La Corte di Cassazione, sezione tributaria, con la sentenza n. 26732 depositata il 29 novembre 2013 intervenendo in tema di durata di accesi e verifica ha statuito che l’accertamento fiscale è legittimo anche se l’ispezione degli agenti del fisco si protrae oltre i trenta giorni stabiliti dall’articolo 12 quinto comma dello Statuto del contribuente senza regolare proroga. In quanto, spiegano i giudici, le norme tributarie non collegano conseguenze sull’atto impositivo all’inadempimento dell’amministrazione e lo stesso è meramente ordinatorio, in quanto nessuna disposizione lo dichiara perentorio, o stabilisce la nullità degli atti compiuti dopo il suo decorso.

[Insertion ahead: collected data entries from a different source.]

use std::rc::Rc;

use crate::coords::{CanvasSize, ColorRgba, Rect, Vec2};
use crate::module::{EngineHandle, EngineModule, ModuleLoader, RectRef};
use crate::surface::{CanvasTarget, RenderSurface, CANVAS_CLEAR};

use super::state::{Dormant, EngineInstance, Ready, Uninitialized};
use super::{BindingError, Destroyed};

/// Binding in the `Ready` state for loader `L`.
pub type ReadyBinding<L> = EngineBinding<L, Ready<<L as ModuleLoader>::Module>>;

/// Adapter between a canvas and one external engine instance.
///
/// `S` is the lifecycle state. Forwarding calls exist only on
/// `EngineBinding<L, Ready<_>>`; the transitions consume the binding:
///
/// ```text
/// Uninitialized --initialize--> Ready --destroy--> Destroyed
///                                 ^                    |
///                                 +----initialize------+
/// ```
///
/// Every call with a visual effect renders synchronously afterwards; there is
/// no batching or dirty tracking.
pub struct EngineBinding<L: ModuleLoader, S = Uninitialized> {
    loader: L,
    /// Cached after the first successful load.
    module: Option<Rc<L::Module>>,
    surface: Option<Box<dyn RenderSurface>>,
    state: S,
}

impl<L: ModuleLoader> EngineBinding<L, Uninitialized> {
    pub fn new(loader: L) -> Self {
        Self {
            loader,
            module: None,
            surface: None,
            state: Uninitialized,
        }
    }
}

impl<L: ModuleLoader, S> EngineBinding<L, S> {
    pub fn is_module_loaded(&self) -> bool {
        self.module.is_some()
    }

    /// True once `set_canvas` has succeeded.
    pub fn has_surface(&self) -> bool {
        self.surface.is_some()
    }
}

impl<L: ModuleLoader, S: Dormant> EngineBinding<L, S> {
    /// Loads the module (first time only) and creates an engine instance.
    ///
    /// The binding is consumed; on failure there is nothing to fall back to and
    /// the caller starts over with a fresh binding.
    pub async fn initialize(self) -> Result<ReadyBinding<L>, BindingError> {
        let Self { mut loader, module, surface, .. } = self;

        let module = match module {
            Some(module) => module,
            None => {
                let module = loader.load().await.inspect_err(|e| {
                    log::error!("{e}");
                })?;
                log::info!("engine module loaded");
                Rc::new(module)
            }
        };

        let instance = EngineInstance::create(Rc::clone(&module)).ok_or_else(|| {
            log::error!("engine module returned no instance");
            BindingError::CreateFailed
        })?;
        log::info!("engine instance {} created", instance.handle().raw());

        Ok(EngineBinding {
            loader,
            module: Some(module),
            surface,
            state: Ready { instance },
        })
    }
}

impl<L: ModuleLoader> EngineBinding<L, Ready<L::Module>> {
    pub fn handle(&self) -> EngineHandle {
        self.state.instance.handle()
    }

    pub fn module(&self) -> &L::Module {
        self.state.instance.module()
    }

    /// Binds the rendering surface. Fails when the canvas has no GPU context;
    /// in that case any previously bound surface is kept as is.
    pub fn set_canvas<C: CanvasTarget>(&mut self, canvas: C) -> Result<(), BindingError> {
        let mut surface = canvas
            .into_surface()
            .map_err(|e| BindingError::SurfaceUnavailable(format!("{e:#}")))?;

        surface.configure(CANVAS_CLEAR);
        self.surface = Some(Box::new(surface));
        Ok(())
    }

    /// Pushes `size` to the surface and the engine, then renders.
    pub fn resize(&mut self, size: CanvasSize) {
        if let Some(surface) = self.surface.as_mut() {
            surface.resize(size);
        }

        let (module, handle) = (self.state.instance.module(), self.handle());
        module.set_canvas_size(handle, size);
        if !module.initialize(handle, size) {
            log::warn!("engine rejected canvas {}x{}", size.width, size.height);
        }

        self.render();
    }

    /// Clears the surface and lets the engine draw. No-op without a surface.
    pub fn render(&mut self) {
        let Some(surface) = self.surface.as_mut() else {
            return;
        };

        surface.clear();
        self.state.instance.module().render(self.state.instance.handle());
    }

    pub fn mouse_down(&mut self, pos: Vec2) {
        self.module().mouse_down(self.handle(), pos);
        log::debug!("mouse down: {}, {}", pos.x, pos.y);
    }

    pub fn mouse_move(&mut self, pos: Vec2) {
        self.module().mouse_move(self.handle(), pos);
    }

    pub fn mouse_up(&mut self, pos: Vec2) {
        self.module().mouse_up(self.handle(), pos);
        log::debug!("mouse up: {}, {}", pos.x, pos.y);
    }

    /// Adds a rectangle and renders. Returns the engine's index for it.
    pub fn add_rectangle(&mut self, rect: Rect) -> Option<RectRef> {
        let index = self.module().add_rectangle(self.handle(), rect);
        match index {
            Some(i) => log::debug!(
                "added rectangle {} at ({}, {}) size {}x{}",
                i.index(),
                rect.origin.x,
                rect.origin.y,
                rect.size.x,
                rect.size.y
            ),
            None => log::warn!("engine refused rectangle {rect:?}"),
        }

        self.render();
        index
    }

    pub fn set_rectangle_color(&mut self, index: RectRef, color: ColorRgba) {
        self.module().set_rectangle_color(self.handle(), index, color);
        log::debug!(
            "set rectangle {} color to ({}, {}, {}, {})",
            index.index(),
            color.r,
            color.g,
            color.b,
            color.a
        );
        self.render();
    }

    pub fn clear_shapes(&mut self) {
        self.module().clear_shapes(self.handle());
        log::debug!("cleared all shapes");
        self.render();
    }

    /// Releases the engine instance. The module and surface stay with the binding.
    pub fn destroy(self) -> EngineBinding<L, Destroyed> {
        let Self { loader, module, surface, state } = self;
        drop(state);

        EngineBinding {
            loader,
            module,
            surface,
            state: Destroyed,
        }
    }
}

#[cfg(test)]
mod tests {
    use super::*;
    use crate::module::stub::{EngineCall, StubLoader, StubModule};
    use crate::surface::{StubCanvas, SurfaceLog, SurfaceOp};

    fn initialized(module: &StubModule) -> ReadyBinding<StubLoader> {
        let binding = EngineBinding::new(StubLoader::new(module.clone()));
        pollster::block_on(binding.initialize()).expect("stub initializes")
    }

    fn with_canvas(module: &StubModule) -> (ReadyBinding<StubLoader>, SurfaceLog) {
        let mut binding = initialized(module);
        let canvas = StubCanvas::new();
        let log = canvas.log();
        binding.set_canvas(canvas).expect("stub canvas is supported");
        module.take_calls();
        (binding, log)
    }

    // ── initialize ────────────────────────────────────────────────────────

    #[test]
    fn initialize_creates_one_instance() {
        let module = StubModule::new();
        let binding = initialized(&module);
        assert_eq!(module.live_instances(), 1);
        assert_eq!(module.calls(), vec![EngineCall::Create(Some(binding.handle()))]);
        assert!(binding.is_module_loaded());
        assert!(!binding.has_surface());
    }

    #[test]
    fn initialize_reports_load_failure() {
        let binding = EngineBinding::new(StubLoader::failing("script 404"));
        let err = pollster::block_on(binding.initialize()).err().unwrap();
        assert!(matches!(err, BindingError::ModuleLoad(_)));
    }

    #[test]
    fn initialize_reports_null_instance() {
        let module = StubModule::refusing_create();
        let binding = EngineBinding::new(StubLoader::new(module));
        let err = pollster::block_on(binding.initialize()).err().unwrap();
        assert!(matches!(err, BindingError::CreateFailed));
    }

    // ── set_canvas ────────────────────────────────────────────────────────

    #[test]
    fn set_canvas_without_gpu_context_fails_and_binds_nothing() {
        let module = StubModule::new();
        let mut binding = initialized(&module);
        let err = binding.set_canvas(StubCanvas::unsupported()).unwrap_err();
        assert!(matches!(err, BindingError::SurfaceUnavailable(_)));
        assert!(!binding.has_surface());
    }

    #[test]
    fn failed_set_canvas_keeps_bound_surface() {
        let module = StubModule::new();
        let (mut binding, log) = with_canvas(&module);

        let err = binding.set_canvas(StubCanvas::unsupported()).unwrap_err();
        assert!(matches!(err, BindingError::SurfaceUnavailable(_)));
        assert!(binding.has_surface());

        binding.render();
        assert_eq!(log.ops(), vec![SurfaceOp::Configure(CANVAS_CLEAR), SurfaceOp::Clear]);
        assert_eq!(module.calls(), vec![EngineCall::Render(binding.handle())]);
    }

    #[test]
    fn set_canvas_configures_clear_color() {
        let module = StubModule::new();
        let (binding, log) = with_canvas(&module);
        assert!(binding.has_surface());
        assert_eq!(log.ops(), vec![SurfaceOp::Configure(CANVAS_CLEAR)]);
    }

    // ── render / resize ───────────────────────────────────────────────────

    #[test]
    fn render_without_surface_does_nothing() {
        let module = StubModule::new();
        let mut binding = initialized(&module);
        module.take_calls();
        binding.render();
        assert!(module.calls().is_empty());
    }

    #[test]
    fn render_clears_then_forwards() {
        let module = StubModule::new();
        let (mut binding, log) = with_canvas(&module);
        binding.render();
        assert_eq!(log.clears(), 1);
        assert_eq!(module.calls(), vec![EngineCall::Render(binding.handle())]);
    }

    #[test]
    fn resize_forwards_size_and_renders() {
        let module = StubModule::new();
        let (mut binding, log) = with_canvas(&module);
        let h = binding.handle();
        let size = CanvasSize::new(640, 480);

        binding.resize(size);

        assert_eq!(
            module.calls(),
            vec![
                EngineCall::SetCanvasSize(h, size),
                EngineCall::Initialize(h, size),
                EngineCall::Render(h),
            ]
        );
        assert_eq!(&log.ops()[1..], &[SurfaceOp::Resize(size), SurfaceOp::Clear]);
        assert_eq!(module.canvas(h), Some((size, true)));
    }

    #[test]
    fn resize_without_surface_still_reaches_engine() {
        let module = StubModule::new();
        let mut binding = initialized(&module);
        module.take_calls();
        binding.resize(CanvasSize::new(300, 200));
        assert_eq!(module.count(|c| matches!(c, EngineCall::SetCanvasSize(..))), 1);
        assert_eq!(module.count(|c| matches!(c, EngineCall::Render(_))), 0);
    }

    // ── pointer ───────────────────────────────────────────────────────────

    #[test]
    fn pointer_events_are_forwarded_unchanged_without_render() {
        let module = StubModule::new();
        let (mut binding, log) = with_canvas(&module);
        let h = binding.handle();

        binding.mouse_down(Vec2::new(10.5, 20.0));
        binding.mouse_move(Vec2::new(-3.0, 1e6));
        binding.mouse_up(Vec2::new(11.0, 21.0));

        assert_eq!(
            module.calls(),
            vec![
                EngineCall::MouseDown(h, Vec2::new(10.5, 20.0)),
                EngineCall::MouseMove(h, Vec2::new(-3.0, 1e6)),
                EngineCall::MouseUp(h, Vec2::new(11.0, 21.0)),
            ]
        );
        assert_eq!(log.clears(), 0);
    }

    // ── shapes ────────────────────────────────────────────────────────────

    #[test]
    fn added_index_addresses_exactly_one_color_call() {
        let module = StubModule::new();
        let (mut binding, _log) = with_canvas(&module);
        let h = binding.handle();

        binding.add_rectangle(Rect::new(0.0, 0.0, 5.0, 5.0));
        let index = binding.add_rectangle(Rect::new(10.0, 20.0, 30.0, 40.0)).unwrap();
        let color = ColorRgba::new(0.1, 0.2, 0.3, 0.4);
        binding.set_rectangle_color(index, color);

        let color_calls: Vec<_> = module
            .calls()
            .into_iter()
            .filter(|c| matches!(c, EngineCall::SetRectangleColor(..)))
            .collect();
        assert_eq!(color_calls, vec![EngineCall::SetRectangleColor(h, index, color)]);
        assert_eq!(module.shapes(h)[index.index() as usize].color, color);
    }

    #[test]
    fn add_rectangle_renders_after_forwarding() {
        let module = StubModule::new();
        let (mut binding, log) = with_canvas(&module);
        let h = binding.handle();
        let rect = Rect::new(1.0, 2.0, 3.0, 4.0);

        binding.add_rectangle(rect);

        assert_eq!(module.calls(), vec![EngineCall::AddRectangle(h, rect), EngineCall::Render(h)]);
        assert_eq!(log.clears(), 1);
    }

    #[test]
    fn color_out_of_range_is_forwarded_unvalidated() {
        let module = StubModule::new();
        let (mut binding, _log) = with_canvas(&module);
        let h = binding.handle();
        let wild = ColorRgba::new(2.0, -1.0, 0.5, 7.0);

        binding.set_rectangle_color(RectRef::new(99), wild);

        assert_eq!(
            module.calls(),
            vec![EngineCall::SetRectangleColor(h, RectRef::new(99), wild), EngineCall::Render(h)]
        );
    }

    #[test]
    fn clear_shapes_forwards_once_then_renders_once() {
        let module = StubModule::new();
        let (mut binding, log) = with_canvas(&module);
        let h = binding.handle();
        binding.add_rectangle(Rect::new(0.0, 0.0, 1.0, 1.0));
        module.take_calls();
        let clears_before = log.clears();

        binding.clear_shapes();

        assert_eq!(module.calls(), vec![EngineCall::ClearShapes(h), EngineCall::Render(h)]);
        assert_eq!(log.clears(), clears_before + 1);
        assert!(module.shapes(h).is_empty());
    }

    // ── destroy ───────────────────────────────────────────────────────────

    #[test]
    fn destroy_releases_the_handle() {
        let module = StubModule::new();
        let binding = initialized(&module);
        let h = binding.handle();

        let destroyed = binding.destroy();

        assert_eq!(module.count(|c| *c == EngineCall::Destroy(h)), 1);
        assert_eq!(module.live_instances(), 0);
        assert!(destroyed.is_module_loaded());
    }

    #[test]
    fn dropping_a_ready_binding_destroys_once() {
        let module = StubModule::new();
        let h = {
            let binding = initialized(&module);
            binding.handle()
        };
        assert_eq!(module.count(|c| *c == EngineCall::Destroy(h)), 1);
    }

    #[test]
    fn reinitialize_reuses_loaded_module() {
        let module = StubModule::new();
        let (binding, _log) = with_canvas(&module);
        let first = binding.handle();

        let again = pollster::block_on(binding.destroy().initialize()).unwrap();

        assert_eq!(module.loads(), 1);
        assert_ne!(again.handle(), first);
        assert!(again.has_surface());
        assert_eq!(module.live_instances(), 1);
    }
}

La vicenda ha riguardato una società sottoposta a verifica fiscale presso la sede della stessa per oltre i trenta giorni previsti dall’articolo 12 dello statuto dei contribuenti senza alcuna proroga formale. Durante la verifica erano emerse anche false fatture. Alla conclusione della verifica veniva emesso PVC. Al contribuente veniva poi notificato un avviso di accertamento, basato sul predetto PVC, con il quale erano recuperati a tassazione costi ritenuti indeducibili perché non certi o non inerenti, ricavi per cessioni di beni fondate su ingiustificate note di credito, contributi associativi e rimanenze finali non contabilizzate.
Avverso tale atto impositivo l’Associazione proponeva ricorso alla Commissione Tributaria Provinciale deducendone l’illegittimità in quanto redatto sulla base di un processo verbale non utilizzabile per violazione del quinto comma dell’art. 12 legge 212/2000, posto che dagli atti di causa risultava l’esistenza di un provvedimento di proroga della verifica che però non era stato mostrato al contribuente. Di qui la violazione delle garanzie procedurali previste dallo Statuto. I giudici della CTP accoglievano le doglianze del ricorrente ed annullavano l’avviso di accertamento. Veniva proposta appello dall’Agenzia delle Entrate alla Commissione Tributaria Regionale che respingeva il gravame dell’Ufficio e confermava la sentenza del giudice di prime cure e rilevano che il provvedimento di proroga non era motivato, non aveva data certa, oltre ad non essere stato comunicato alla contribuente.
L’Agenzia delle Entrate per la cassazione della pronuncia della CTR propone ricorso, fondato su due motivi di censura, alla Corte Suprema.
Gli Ermellini accolgono il ricorso dell’Agenzia delle Entrate ed evidenziano che in tema di verifiche tributarie, i termini di conclusione del procedimento amministrativo, infatti, devono, salva espressa previsione contraria, essere considerati come ordinatori e non perentori e della constatazione che gli artt. 152 e 156 codice di procedura civile traducono principi generali applicabili a tutti i procedimenti, salvo che per essi non sia diversamente disposto o che la norma generale non possa trovare applicazione per incompatibilità.
Per la Corte di Cassazione si tratta un orientamento consolidato che poggia sul principio generale altrettanto consolidato secondo cui “i termini di conclusione del procedimento amministrativo devono, salva espressa previsione contraria, essere considerati come ordinatori e non perentori e della constatazione che gli artt. 152 e 156 c.p.c. traducono principi generali applicabili a tutti i procedimenti, salvo che per essi non sia diversamente disposto o che la norma generale non possa trovare applicazione per incompatibilità”.